Only the lines from the top of the data through the line containing "usable rate in" should be duplicated, exactly as they appear.

:: Information provided ::

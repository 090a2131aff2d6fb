//! Rollout phases
//!
//! A phase plan is an ordered list of weights, e.g. `100/0 → 90/10 → 50/50 →
//! 0/100`. Phase 0 is the starting split; entering the last phase completes
//! the migration. The gate for entering phase `i + 1` uses phase `i + 1`'s
//! ceilings and phase `i`'s dwell.

use crate::error::TrafficError;
use crate::weight::TrafficWeight;
use serde::{Deserialize, Serialize};
use std::time::Duration;

/// One step of the rollout
#[derive(Debug, Clone, PartialEq, Serialize, Deserialize)]
pub struct MigrationPhase {
    /// Display name, e.g. `canary`
    pub name: String,
    /// Split held while in this phase
    pub weight: TrafficWeight,
    /// Minimum time to hold this phase before advancing out of it
    #[serde(with = "crate::millis", default)]
    pub min_dwell: Duration,
    /// Replication lag must stay below this to enter the phase
    #[serde(with = "crate::millis")]
    pub max_lag: Duration,
    /// Both environments' error rates must be below this to enter the phase
    pub max_error_rate: f64,
}

impl MigrationPhase {
    /// Build a phase with no dwell
    ///
    /// # Errors
    /// `InvalidWeight` when `new_share > 100`
    pub fn new(
        name: impl Into<String>,
        new_share: u8,
        max_lag: Duration,
        max_error_rate: f64,
    ) -> Result<Self, TrafficError> {
        Ok(Self {
            name: name.into(),
            weight: TrafficWeight::with_new_share(new_share)?,
            min_dwell: Duration::ZERO,
            max_lag,
            max_error_rate,
        })
    }

    /// Set the minimum dwell
    #[must_use]
    pub fn with_min_dwell(mut self, dwell: Duration) -> Self {
        self.min_dwell = dwell;
        self
    }
}

/// Validated, ordered phase list
#[derive(Debug, Clone, PartialEq, Serialize, Deserialize)]
#[serde(try_from = "Vec<MigrationPhase>", into = "Vec<MigrationPhase>")]
pub struct PhasePlan {
    phases: Vec<MigrationPhase>,
}

impl PhasePlan {
    /// Validate a phase list
    ///
    /// # Errors
    /// `InvalidPlan` unless there are at least two phases, the new share
    /// strictly increases, the last phase is `0/100`, and every ceiling is a
    /// usable rate in `(0, 1]`
    pub fn new(phases: Vec<MigrationPhase>) -> Result<Self, TrafficError> {
        if phases.len() < 2 {
            return Err(TrafficError::InvalidPlan(format!(
                "need at least two phases, got {}",
                phases.len()
            )));
        }
        for pair in phases.windows(2) {
            if pair[1].weight.new_share() <= pair[0].weight.new_share() {
                return Err(TrafficError::InvalidPlan(format!(
                    "phase {} ({}) does not move traffic past {} ({})",
                    pair[1].name, pair[1].weight, pair[0].name, pair[0].weight
                )));
            }
        }
        if let Some(last) = phases.last() {
            if last.weight != TrafficWeight::ALL_NEW {
                return Err(TrafficError::InvalidPlan(format!(
                    "final phase {} must be 0/100, got {}",
                    last.name, last.weight
                )));
            }
        }
        if let Some(bad) = phases
            .iter()
            .find(|p| !(p.max_error_rate > 0.0 && p.max_error_rate <= 1.0))
        {
            return Err(TrafficError::InvalidPlan(format!(
                "phase {} error-rate ceiling {} outside (0, 1]",
                bad.name, bad.max_error_rate
            )));
        }
        Ok(Self { phases })
    }

    /// Phase at `index`
    #[must_use]
    pub fn get(&self, index: usize) -> Option<&MigrationPhase> {
        self.phases.get(index)
    }

    /// Index of the terminal phase
    #[must_use]
    pub fn last_index(&self) -> usize {
        self.phases.len() - 1
    }

    /// Number of phases
    #[must_use]
    pub fn len(&self) -> usize {
        self.phases.len()
    }

    /// Always false; a valid plan has at least two phases
    #[must_use]
    pub fn is_empty(&self) -> bool {
        self.phases.is_empty()
    }

    /// Iterate phases in order
    pub fn iter(&self) -> impl Iterator<Item = &MigrationPhase> {
        self.phases.iter()
    }
}

impl TryFrom<Vec<MigrationPhase>> for PhasePlan {
    type Error = TrafficError;

    fn try_from(phases: Vec<MigrationPhase>) -> Result<Self, Self::Error> {
        Self::new(phases)
    }
}

impl From<PhasePlan> for Vec<MigrationPhase> {
    fn from(plan: PhasePlan) -> Self {
        plan.phases
    }
}

#[cfg(test)]
mod tests {
    use super::*;

    fn phase(name: &str, new: u8) -> MigrationPhase {
        MigrationPhase::new(name, new, Duration::from_secs(5), 0.01).unwrap()
    }

    #[test]
    fn standard_plan_is_accepted() {
        let plan = PhasePlan::new(vec![
            phase("baseline", 0),
            phase("canary", 10),
            phase("half", 50),
            phase("full", 100),
        ])
        .unwrap();
        assert_eq!(plan.len(), 4);
        assert_eq!(plan.last_index(), 3);
        assert_eq!(plan.get(1).map(|p| p.weight.to_string()), Some("90/10".into()));
    }

    #[test]
    fn plans_must_move_forward_and_finish_on_new() {
        assert!(PhasePlan::new(vec![phase("only", 100)]).is_err());
        assert!(PhasePlan::new(vec![phase("a", 0), phase("b", 50)]).is_err());
        assert!(PhasePlan::new(vec![phase("a", 50), phase("b", 10), phase("c", 100)]).is_err());
        assert!(PhasePlan::new(vec![phase("a", 0), phase("b", 0), phase("c", 100)]).is_err());
    }

    #[test]
    fn ceilings_must_be_rates() {
        let mut bad = phase("b", 100);
        bad.max_error_rate = 0.0;
        assert!(matches!(
            PhasePlan::new(vec![phase("a", 0), bad]),
            Err(TrafficError::InvalidPlan(_))
        ));
    }
}
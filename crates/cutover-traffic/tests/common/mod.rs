#![allow(dead_code)]

use chrono::{DateTime, Utc};
use cutover_signals::{
    AdapterError, Environment, HealthProbe, HealthSettings, HealthSnapshot, ReplicationMonitor,
    ReplicationReport, ReplicationSettings, ReplicationStatus, ReplicationStatusSource,
};
use cutover_traffic::{
    ControllerSettings, Gates, MigrationPhase, PhasePlan, RetryPolicy, TrafficController,
    TrafficRouter, TrafficWeight,
};
use parking_lot::Mutex;
use std::sync::atomic::{AtomicBool, AtomicU32, Ordering};
use std::sync::Arc;
use std::time::Duration;

#[derive(Default)]
pub struct Router {
    pub pushes: Mutex<Vec<TrafficWeight>>,
    pub attempts: AtomicU32,
    pub failing: AtomicBool,
}

impl Router {
    pub fn fail(&self, on: bool) {
        self.failing.store(on, Ordering::SeqCst);
    }

    pub fn pushes(&self) -> Vec<TrafficWeight> {
        self.pushes.lock().clone()
    }
}

#[async_trait::async_trait]
impl TrafficRouter for Router {
    async fn set_weights(&self, weight: TrafficWeight) -> Result<(), AdapterError> {
        self.attempts.fetch_add(1, Ordering::SeqCst);
        if self.failing.load(Ordering::SeqCst) {
            return Err(AdapterError::Unavailable("load balancer".into()));
        }
        self.pushes.lock().push(weight);
        Ok(())
    }
}

pub struct Replication {
    pub report: Mutex<ReplicationReport>,
}

#[async_trait::async_trait]
impl ReplicationStatusSource for Replication {
    async fn replication_status(&self, _task: &str) -> Result<ReplicationReport, AdapterError> {
        Ok(*self.report.lock())
    }
}

pub struct Fixture {
    pub router: Arc<Router>,
    pub replication_source: Arc<Replication>,
    pub replication: Arc<ReplicationMonitor>,
    pub health: Arc<HealthProbe>,
    pub controller: Arc<TrafficController>,
    tick: Mutex<i64>,
}

pub fn phase(name: &str, new: u8) -> MigrationPhase {
    MigrationPhase::new(name, new, Duration::from_secs(5), 0.01).unwrap()
}

/// `100/0 → 90/10 → 50/50 → 0/100`, lag ceiling 5s, error-rate ceiling 1%
pub fn standard_plan() -> PhasePlan {
    PhasePlan::new(vec![
        phase("baseline", 0),
        phase("canary", 10),
        phase("half", 50),
        phase("full", 100),
    ])
    .unwrap()
}

pub fn settings() -> ControllerSettings {
    ControllerSettings {
        evaluation_window: Duration::from_secs(60),
        push_retry: RetryPolicy {
            initial_backoff: Duration::from_millis(10),
            ..RetryPolicy::default()
        },
    }
}

impl Fixture {
    pub fn new(plan: PhasePlan) -> Self {
        let router = Arc::new(Router::default());
        let replication_source = Arc::new(Replication {
            report: Mutex::new(ReplicationReport::streaming(Duration::from_secs(2))),
        });
        let replication = Arc::new(ReplicationMonitor::new(
            replication_source.clone(),
            ReplicationSettings::default(),
        ));
        let health = Arc::new(HealthProbe::new(HealthSettings::default()));
        let gates = Gates {
            replication: replication.clone(),
            health: health.clone(),
        };
        let controller = Arc::new(TrafficController::new(
            "orders",
            plan,
            router.clone(),
            gates,
            settings(),
        ));
        Self {
            router,
            replication_source,
            replication,
            health,
            controller,
            tick: Mutex::new(0),
        }
    }

    pub fn gates(&self) -> Gates {
        Gates {
            replication: self.replication.clone(),
            health: self.health.clone(),
        }
    }

    /// Report `lag` from the replication task for three polls
    pub async fn settle_lag(&self, lag: Duration) {
        self.replication_source.report.lock().lag = lag;
        for _ in 0..3 {
            self.replication.poll_once().await.unwrap();
        }
    }

    pub async fn fail_replication(&self) {
        self.replication_source.report.lock().status = ReplicationStatus::Failed;
        self.replication.poll_once().await.unwrap();
    }

    /// Record three one-second snapshots per environment at the given
    /// error rates (errors per thousand requests)
    pub fn settle_health(&self, old_per_mille: u64, new_per_mille: u64) {
        for _ in 0..3 {
            let mut tick = self.tick.lock();
            *tick += 1;
            let at = DateTime::<Utc>::from_timestamp(1_700_000_000 + *tick, 0).unwrap();
            for (env, errors) in [
                (Environment::Old, old_per_mille),
                (Environment::New, new_per_mille),
            ] {
                self.health.record_snapshot(HealthSnapshot {
                    env,
                    timestamp: at,
                    request_count: 1000,
                    error_count: errors,
                    p99_latency: Duration::from_millis(40),
                });
            }
        }
    }

    /// Move the synthetic health clock past every evaluation window
    pub fn skip_health_window(&self) {
        *self.tick.lock() += 600;
    }

    /// Lag 2s and 0.1% errors on both sides
    pub async fn healthy(&self) {
        self.settle_lag(Duration::from_secs(2)).await;
        self.settle_health(1, 1);
    }
}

:::

Output ->
repository 090a2131aff2d6fb
//! Rollout phases
//!
//! A phase plan is an ordered list of weights, e.g. `100/0 → 90/10 → 50/50 →
//! 0/100`. Phase 0 is the starting split; entering the last phase completes
//! the migration. The gate for entering phase `i + 1` uses phase `i + 1`'s
//! ceilings and phase `i`'s dwell.

use crate::error::TrafficError;
use crate::weight::TrafficWeight;
use serde::{Deserialize, Serialize};
use std::time::Duration;

/// One step of the rollout
#[derive(Debug, Clone, PartialEq, Serialize, Deserialize)]
pub struct MigrationPhase {
    /// Display name, e.g. `canary`
    pub name: String,
    /// Split held while in this phase
    pub weight: TrafficWeight,
    /// Minimum time to hold this phase before advancing out of it
    #[serde(with = "crate::millis", default)]
    pub min_dwell: Duration,
    /// Replication lag must stay below this to enter the phase
    #[serde(with = "crate::millis")]
    pub max_lag: Duration,
    /// Both environments' error rates must be below this to enter the phase
    pub max_error_rate: f64,
}

impl MigrationPhase {
    /// Build a phase with no dwell
    ///
    /// # Errors
    /// `InvalidWeight` when `new_share > 100`
    pub fn new(
        name: impl Into<String>,
        new_share: u8,
        max_lag: Duration,
        max_error_rate: f64,
    ) -> Result<Self, TrafficError> {
        Ok(Self {
            name: name.into(),
            weight: TrafficWeight::with_new_share(new_share)?,
            min_dwell: Duration::ZERO,
            max_lag,
            max_error_rate,
        })
    }

    /// Set the minimum dwell
    #[must_use]
    pub fn with_min_dwell(mut self, dwell: Duration) -> Self {
        self.min_dwell = dwell;
        self
    }
}

/// Validated, ordered phase list
#[derive(Debug, Clone, PartialEq, Serialize, Deserialize)]
#[serde(try_from = "Vec<MigrationPhase>", into = "Vec<MigrationPhase>")]
pub struct PhasePlan {
    phases: Vec<MigrationPhase>,
}

impl PhasePlan {
    /// Validate a phase list
    ///
    /// # Errors
    /// `InvalidPlan` unless there are at least two phases, the new share
    /// strictly increases, the last phase is `0/100`, and every ceiling is a
    /// usable rate in `(0, 1]`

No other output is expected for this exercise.